Time by the watch, we know is a fact. We also know time as will, which is also a fact. We also know the gradual process of time when thought says, ‘Do it tomorrow, that is good enough.’ Now, what is time beyond this? Is there such thing? To find out, not merely theoretically, intellectually or emotionally, but actually to feel your way into it, one has to go into the question of the observer and the observed. When you look at a sunset, there is the observer and the fact, the observed; there is a division between the observer and the observed. That division is time. The observer is not a permanent entity. Don’t say that the observer existed first. Please let me caution you here. Look at it all as though you have never read a single sacred book. Look at it as though you are looking for the first time. Do not translate what somebody else said, that there is the original observer, the original entity, the silent watcher. You can spin a lot of words and theories, but don’t do it because then you are missing the whole point.

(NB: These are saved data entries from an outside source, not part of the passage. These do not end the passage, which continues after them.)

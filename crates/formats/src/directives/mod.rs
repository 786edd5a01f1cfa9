//! Directives a configured format can provide.

pub mod admonition;
pub mod code_block;
pub mod include;

pub use admonition::AdmonitionDirective;
pub use code_block::CodeBlockDirective;
pub use include::IncludeDirective;
//! Serializable description of a directive set.

pub mod defaults;
pub mod types;

pub use defaults::{default_registry, default_supported_directives};
pub use types::{AdmonitionMapping, CodeBlockConfig, RegistryConfig};
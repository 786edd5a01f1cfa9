#![deny(missing_docs)]
//! xrst core: environment, directive and reference registries, and the
//! recursive document parser.

/// What a running directive can reach.
pub mod context;
/// Directive capability, invocation parsing and the directive registry.
pub mod directives;
/// The recursive block parser.
pub mod document_parser;
/// Per-document parsing context.
pub mod environment;
/// Core error and diagnostic types.
pub mod error;
/// Parse milestones and observers.
pub mod events;
/// Output-format hook.
pub mod format;
/// Inline markup parsing.
pub mod inline;
/// Line scanning primitives.
pub mod lines;
/// Node tree types.
pub mod nodes;
/// Parser options.
pub mod parse;
/// The parser orchestrator.
pub mod parser;
/// Inline role resolution.
pub mod references;
/// Anchor id generation.
pub mod slug;

pub use context::DirectiveContext;
pub use directives::{
    Directive, DirectiveInvocation, DirectiveOpening, DirectiveOptions, DirectiveRegistry,
    ExplicitMarkup, parse_directive_opening, parse_explicit_markup,
};
pub use document_parser::ParseScope;
pub use environment::{Anchor, Environment, SharedEnvironment, TitleHierarchy, TitleStyle};
pub use error::{
    DirectiveError, ErrorSeverity, ParseDiagnostics, ParseError, ParserError, RecoverableError,
    SourceLocation,
};
pub use events::{EventSink, LogEventSink, NullEventSink, ParseEvent, RecordingEventSink};
pub use format::{Format, PlainFormat};
pub use inline::parse_inline;
pub use nodes::{DocumentNode, Inline, Node, ReferenceToken};
pub use parse::{DEFAULT_MAX_NESTING_DEPTH, ParseOptions};
pub use parser::{Parser, ParserBuilder, UNKNOWN_FILENAME};
pub use references::{
    Doc, Reference, ReferenceInvocation, ReferenceRegistry, ResolveScope, ResolvedReference,
    SharedReferenceRegistry,
};
pub use slug::{Slugger, make_id, normalize_name};
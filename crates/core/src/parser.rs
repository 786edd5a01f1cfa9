//! The parser orchestrator.
//!
//! A [`Parser`] owns a directive registry, shares a reference registry, and
//! binds to a caller-owned [`SharedEnvironment`] on each parse. Every parse
//! runs a fresh document parser; the last document-scope result is cached and
//! available through [`Parser::document`].

use crate::directives::{Directive, DirectiveRegistry};
use crate::document_parser::{DocumentParser, ParseScope};
use crate::environment::SharedEnvironment;
use crate::error::{ParseError, ParserError};
use crate::events::{EventSink, LogEventSink};
use crate::format::{Format, PlainFormat};
use crate::nodes::DocumentNode;
use crate::parse::ParseOptions;
use crate::references::{Doc, Reference, SharedReferenceRegistry};
use std::fmt;
use std::sync::Arc;

/// Filename reported before one is set.
pub const UNKNOWN_FILENAME: &str = "(unknown)";

/// Configuration a parser hands on to every sub-parser.
#[derive(Clone)]
pub(crate) struct Extensions {
    pub(crate) format: Arc<dyn Format>,
    pub(crate) references: SharedReferenceRegistry,
    pub(crate) events: Arc<dyn EventSink>,
    pub(crate) options: ParseOptions,
}

/// Parses markup text into [`DocumentNode`] trees.
pub struct Parser {
    extensions: Extensions,
    directives: DirectiveRegistry,
    filename: Option<String>,
    environment: Option<SharedEnvironment>,
    document: Option<DocumentNode>,
    depth: usize,
}

impl Parser {
    /// Creates a parser.
    ///
    /// Caller directives are registered first, then the format's own, so the
    /// format wins on name collisions. The built-in `doc` and `ref` (default
    /// role) references are registered before the caller's.
    pub fn new(
        format: Arc<dyn Format>,
        references: SharedReferenceRegistry,
        events: Arc<dyn EventSink>,
        directives: Vec<Arc<dyn Directive>>,
        extra_references: Vec<Arc<dyn Reference>>,
    ) -> Self {
        Self::with_options(
            format,
            references,
            events,
            directives,
            extra_references,
            ParseOptions::default(),
        )
    }

    fn with_options(
        format: Arc<dyn Format>,
        references: SharedReferenceRegistry,
        events: Arc<dyn EventSink>,
        directives: Vec<Arc<dyn Directive>>,
        extra_references: Vec<Arc<dyn Reference>>,
        options: ParseOptions,
    ) -> Self {
        let mut registry = DirectiveRegistry::new();
        for directive in directives.into_iter().chain(format.directives()) {
            registry.register(directive);
        }

        {
            let mut roles = references.write();
            roles.register(Arc::new(Doc::new()));
            roles.register(Arc::new(Doc::with_role("ref", true)));
            for reference in extra_references {
                roles.register(reference);
            }
        }

        log::debug!(
            "Parser for format \"{}\" with {} directive names",
            format.name(),
            registry.len()
        );

        Self::from_parts(
            Extensions {
                format,
                references,
                events,
                options,
            },
            registry,
            0,
        )
    }

    pub(crate) fn from_parts(extensions: Extensions, directives: DirectiveRegistry, depth: usize) -> Self {
        Self {
            extensions,
            directives,
            filename: None,
            environment: None,
            document: None,
            depth,
        }
    }

    /// Starts a [`ParserBuilder`] with the plain format and default options.
    pub fn builder() -> ParserBuilder {
        ParserBuilder::new()
    }

    /// Resets `environment`, binds this parser's filename into it and parses
    /// `text` as a complete document.
    pub fn parse(
        &mut self,
        environment: &SharedEnvironment,
        text: &str,
    ) -> Result<&DocumentNode, ParseError> {
        {
            let mut env = environment.lock();
            env.reset();
            if let Some(filename) = &self.filename {
                env.set_current_file(filename.clone());
            }
        }
        self.parse_local(environment, text)
    }

    /// Parses `text` into `environment` without resetting it, so titles,
    /// numbering and anchors continue from earlier parses.
    pub fn parse_local(
        &mut self,
        environment: &SharedEnvironment,
        text: &str,
    ) -> Result<&DocumentNode, ParseError> {
        self.environment = Some(environment.clone());
        self.document = None;

        let filename = self
            .filename
            .clone()
            .or_else(|| environment.lock().current_file().map(str::to_string));
        let document = DocumentParser {
            directives: &mut self.directives,
            extensions: &self.extensions,
            environment: self.environment.as_ref(),
            scope: ParseScope::Document,
            depth: self.depth,
            filename: filename.as_deref(),
        }
        .parse(text)?;

        Ok(self.document.insert(document))
    }

    /// Parses `text` without recording anything into the environment.
    ///
    /// Works without a bound environment. The cached document is left alone.
    pub fn parse_fragment(&mut self, text: &str) -> Result<DocumentNode, ParseError> {
        DocumentParser {
            directives: &mut self.directives,
            extensions: &self.extensions,
            environment: self.environment.as_ref(),
            scope: ParseScope::Fragment,
            depth: self.depth,
            filename: self.filename.as_deref(),
        }
        .parse(text)
    }

    /// A parser for separately sourced content.
    ///
    /// Shares the format, reference registry, event sink and options; copies
    /// the current directive set. It has no bound environment and no cached
    /// document of its own.
    pub fn sub_parser(&self) -> Parser {
        Parser::from_parts(self.extensions.clone(), self.directives.clone(), self.depth)
    }

    /// Registers a directive for subsequent parses.
    pub fn register_directive(&mut self, directive: Arc<dyn Directive>) {
        self.directives.register(directive);
    }

    /// Registers a reference on the shared reference registry.
    pub fn register_reference(&self, reference: Arc<dyn Reference>) {
        self.extensions.references.register(reference);
    }

    /// The latest document-scope parse result.
    pub fn document(&self) -> Result<&DocumentNode, ParserError> {
        self.document.as_ref().ok_or(ParserError::NothingParsed)
    }

    /// The environment bound by the latest parse.
    pub fn environment(&self) -> Result<&SharedEnvironment, ParserError> {
        self.environment.as_ref().ok_or(ParserError::NotStarted)
    }

    /// Document identity, or `"(unknown)"`.
    pub fn filename(&self) -> &str {
        self.filename.as_deref().unwrap_or(UNKNOWN_FILENAME)
    }

    /// Sets the document identity used by subsequent parses.
    pub fn set_filename(&mut self, filename: impl Into<String>) {
        self.filename = Some(filename.into());
    }

    /// The directives this parser dispatches to.
    pub fn directives(&self) -> &DirectiveRegistry {
        &self.directives
    }

    /// The shared reference registry.
    pub fn references(&self) -> &SharedReferenceRegistry {
        &self.extensions.references
    }

    /// The format this parser was built for.
    pub fn format(&self) -> &dyn Format {
        self.extensions.format.as_ref()
    }

    /// Parse options.
    pub fn options(&self) -> &ParseOptions {
        &self.extensions.options
    }

    /// Nesting depth this parser starts at.
    pub fn depth(&self) -> usize {
        self.depth
    }
}

impl fmt::Debug for Parser {
    fn fmt(&self, f: &mut fmt::Formatter<'_>) -> fmt::Result {
        f.debug_struct("Parser")
            .field("format", &self.extensions.format.name())
            .field("directives", &self.directives)
            .field("filename", &self.filename)
            .field("depth", &self.depth)
            .field("parsed", &self.document.is_some())
            .finish()
    }
}

/// Builder for [`Parser`].
///
/// `build` borrows the builder, so one builder can seed many parsers, one per
/// document.
#[derive(Clone)]
pub struct ParserBuilder {
    format: Arc<dyn Format>,
    references: Option<SharedReferenceRegistry>,
    events: Arc<dyn EventSink>,
    directives: Vec<Arc<dyn Directive>>,
    extra_references: Vec<Arc<dyn Reference>>,
    options: ParseOptions,
    filename: Option<String>,
}

impl ParserBuilder {
    /// Plain format, logging event sink, default options.
    pub fn new() -> Self {
        Self {
            format: Arc::new(PlainFormat),
            references: None,
            events: Arc::new(LogEventSink),
            directives: Vec::new(),
            extra_references: Vec::new(),
            options: ParseOptions::default(),
            filename: None,
        }
    }

    /// Sets the format.
    pub fn with_format(mut self, format: Arc<dyn Format>) -> Self {
        self.format = format;
        self
    }

    /// Adds a directive.
    pub fn with_directive(mut self, directive: Arc<dyn Directive>) -> Self {
        self.directives.push(directive);
        self
    }

    /// Adds directives.
    pub fn with_directives(mut self, directives: impl IntoIterator<Item = Arc<dyn Directive>>) -> Self {
        self.directives.extend(directives);
        self
    }

    /// Adds a reference.
    pub fn with_reference(mut self, reference: Arc<dyn Reference>) -> Self {
        self.extra_references.push(reference);
        self
    }

    /// Adds references.
    pub fn with_references(mut self, references: impl IntoIterator<Item = Arc<dyn Reference>>) -> Self {
        self.extra_references.extend(references);
        self
    }

    /// Shares an existing reference registry instead of creating one per parser.
    pub fn with_reference_registry(mut self, references: SharedReferenceRegistry) -> Self {
        self.references = Some(references);
        self
    }

    /// Sets the event sink.
    pub fn with_events(mut self, events: Arc<dyn EventSink>) -> Self {
        self.events = events;
        self
    }

    /// Sets parse options.
    pub fn with_options(mut self, options: ParseOptions) -> Self {
        self.options = options;
        self
    }

    /// Sets the document identity.
    pub fn with_filename(mut self, filename: impl Into<String>) -> Self {
        self.filename = Some(filename.into());
        self
    }

    /// Builds a parser.
    pub fn build(&self) -> Parser {
        let mut parser = Parser::with_options(
            Arc::clone(&self.format),
            self.references.clone().unwrap_or_default(),
            Arc::clone(&self.events),
            self.directives.clone(),
            self.extra_references.clone(),
            self.options,
        );
        parser.filename = self.filename.clone();
        parser
    }
}

impl Default for ParserBuilder {
    fn default() -> Self {
        Self::new()
    }
}

impl fmt::Debug for ParserBuilder {
    fn fmt(&self, f: &mut fmt::Formatter<'_>) -> fmt::Result {
        f.debug_struct("ParserBuilder")
            .field("format", &self.format.name())
            .field("directives", &self.directives.len())
            .field("references", &self.extra_references.len())
            .field("options", &self.options)
            .field("filename", &self.filename)
            .finish()
    }
}

#[cfg(test)]
mod tests {
    use super::*;
    use crate::context::DirectiveContext;
    use crate::directives::DirectiveInvocation;
    use crate::error::DirectiveError;
    use crate::nodes::Node;

    struct Echo;

    impl Directive for Echo {
        fn name(&self) -> &str {
            "echo"
        }

        fn run(
            &self,
            _ctx: &mut DirectiveContext<'_>,
            invocation: &DirectiveInvocation,
        ) -> Result<Vec<Node>, DirectiveError> {
            Ok(vec![Node::text_paragraph(invocation.arguments.clone())])
        }
    }

    struct EchoFormat;

    impl Format for EchoFormat {
        fn name(&self) -> &str {
            "echo"
        }

        fn directives(&self) -> Vec<Arc<dyn Directive>> {
            vec![Arc::new(Echo)]
        }
    }

    #[test]
    fn builtin_references_are_seeded() {
        let parser = Parser::builder().build();
        let references = parser.references().read();
        assert_eq!(references.roles(), vec!["doc", "ref"]);
        assert_eq!(references.default_role(), Some("ref"));
    }

    #[test]
    fn format_directives_are_registered() {
        let parser = Parser::builder().with_format(Arc::new(EchoFormat)).build();
        assert!(parser.directives().contains("echo"));
        assert_eq!(parser.format().name(), "echo");
    }

    #[test]
    fn filename_defaults_to_unknown() {
        let mut parser = Parser::builder().build();
        assert_eq!(parser.filename(), "(unknown)");
        parser.set_filename("index.rst");
        assert_eq!(parser.filename(), "index.rst");
    }

    #[test]
    fn parse_binds_filename_into_environment() {
        let env = SharedEnvironment::default();
        env.lock().set_current_file("stale");
        let mut parser = Parser::builder().with_filename("index").build();

        let document = parser.parse(&env, "Hello").unwrap();
        assert_eq!(document.filename.as_deref(), Some("index"));
        assert_eq!(env.lock().current_file(), Some("index"));
        assert!(parser.environment().unwrap().ptr_eq(&env));
    }

    #[test]
    fn parse_local_keeps_numbering() {
        let env = SharedEnvironment::default();
        let mut parser = Parser::builder().build();
        parser.parse(&env, "One\n===\n").unwrap();
        let document = parser.parse_local(&env, "Two\n===\n").unwrap();

        match &document.children[0] {
            Node::Section { number, .. } => assert_eq!(number, &vec![2]),
            other => panic!("expected section, got {:?}", other),
        }
    }

    #[test]
    fn sub_parser_starts_unbound() {
        let env = SharedEnvironment::default();
        let mut parser = Parser::builder().build();
        parser.parse(&env, "text").unwrap();

        let sub = parser.sub_parser();
        assert!(matches!(sub.document(), Err(ParserError::NothingParsed)));
        assert!(matches!(sub.environment(), Err(ParserError::NotStarted)));
        assert!(sub.references().ptr_eq(parser.references()));
        assert_eq!(sub.depth(), parser.depth());
    }

    #[test]
    fn sub_parser_keeps_replaced_references() {
        let parser = Parser::builder().build();
        let replacement: Arc<dyn Reference> = Arc::new(Doc::with_role("ref", true));
        parser.register_reference(replacement.clone());

        let _sub = parser.sub_parser();
        let references = parser.references().read();
        assert!(Arc::ptr_eq(references.get(Some("ref")).unwrap(), &replacement));
        assert!(Arc::ptr_eq(references.get(None).unwrap(), &replacement));
    }
}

As you watch anything—a tree, your wife or husband, your children, your neighbour, the stars at night, the light on the water, the bird in the sky, anything—there is always the observer, the censor, the thinker, the experiencer, the seeker, and the thing observed; the observer and the observed, the thinker and the thought. So there is always a division. It is this division that is time. That division is the very essence of conflict. And when there is conflict there is contradiction. The observer and the observed is a separation, a contradiction, a conflict. When there is conflict there is always the urgency to get beyond it, to conquer it, overcome it, escape from it, do something about it—and all this activity involves time. So as long as there is the observer and the observed as two separate entities, there is always time. This does not mean that the observer identifies himself with the observed, because in that process of identification time is also involved.

Love is not of time.

So, one sees this division within oneself, and one sees that as long as this division exists, time will inevitably continue and can never come to an end. Is it possible for this division to cease, which is, the observer is the observed, the seeker is the sought? As long as there is this division, time will go on, and time is sorrow. One who understands the end of sorrow must understand this, must go beyond the duality between the thinker and the thought, the experiencer and the experienced. What is one to do? I see within myself the observer is always watching, judging, censoring, accepting, rejecting, disciplining, controlling, shaping. That observer, that thinker, is the result of thought. Thought is first, not the observer. If there were no thinking at all, there would be no observer, no thinker; there would only be complete, total attention. So, how is it possible for this division between the thinker and the thought, the observer and the observed, to come to an end? Here no time must be involved. If I do certain practices to break down this division, time is involved, and therefore I perpetuate the division as the thinker and the thought. So, what is one to do? You put that question, not verbally but with astonishing urgency. You are urgent, only when you feel something very strongly. There is this question of sorrow, not only individual sorrow but the sorrow of humanity, living for so many millennia, suffering, tortured, never finding a way out. To find a way out is an immensely urgent question. So, one must understand this question very deeply, which is to listen to it.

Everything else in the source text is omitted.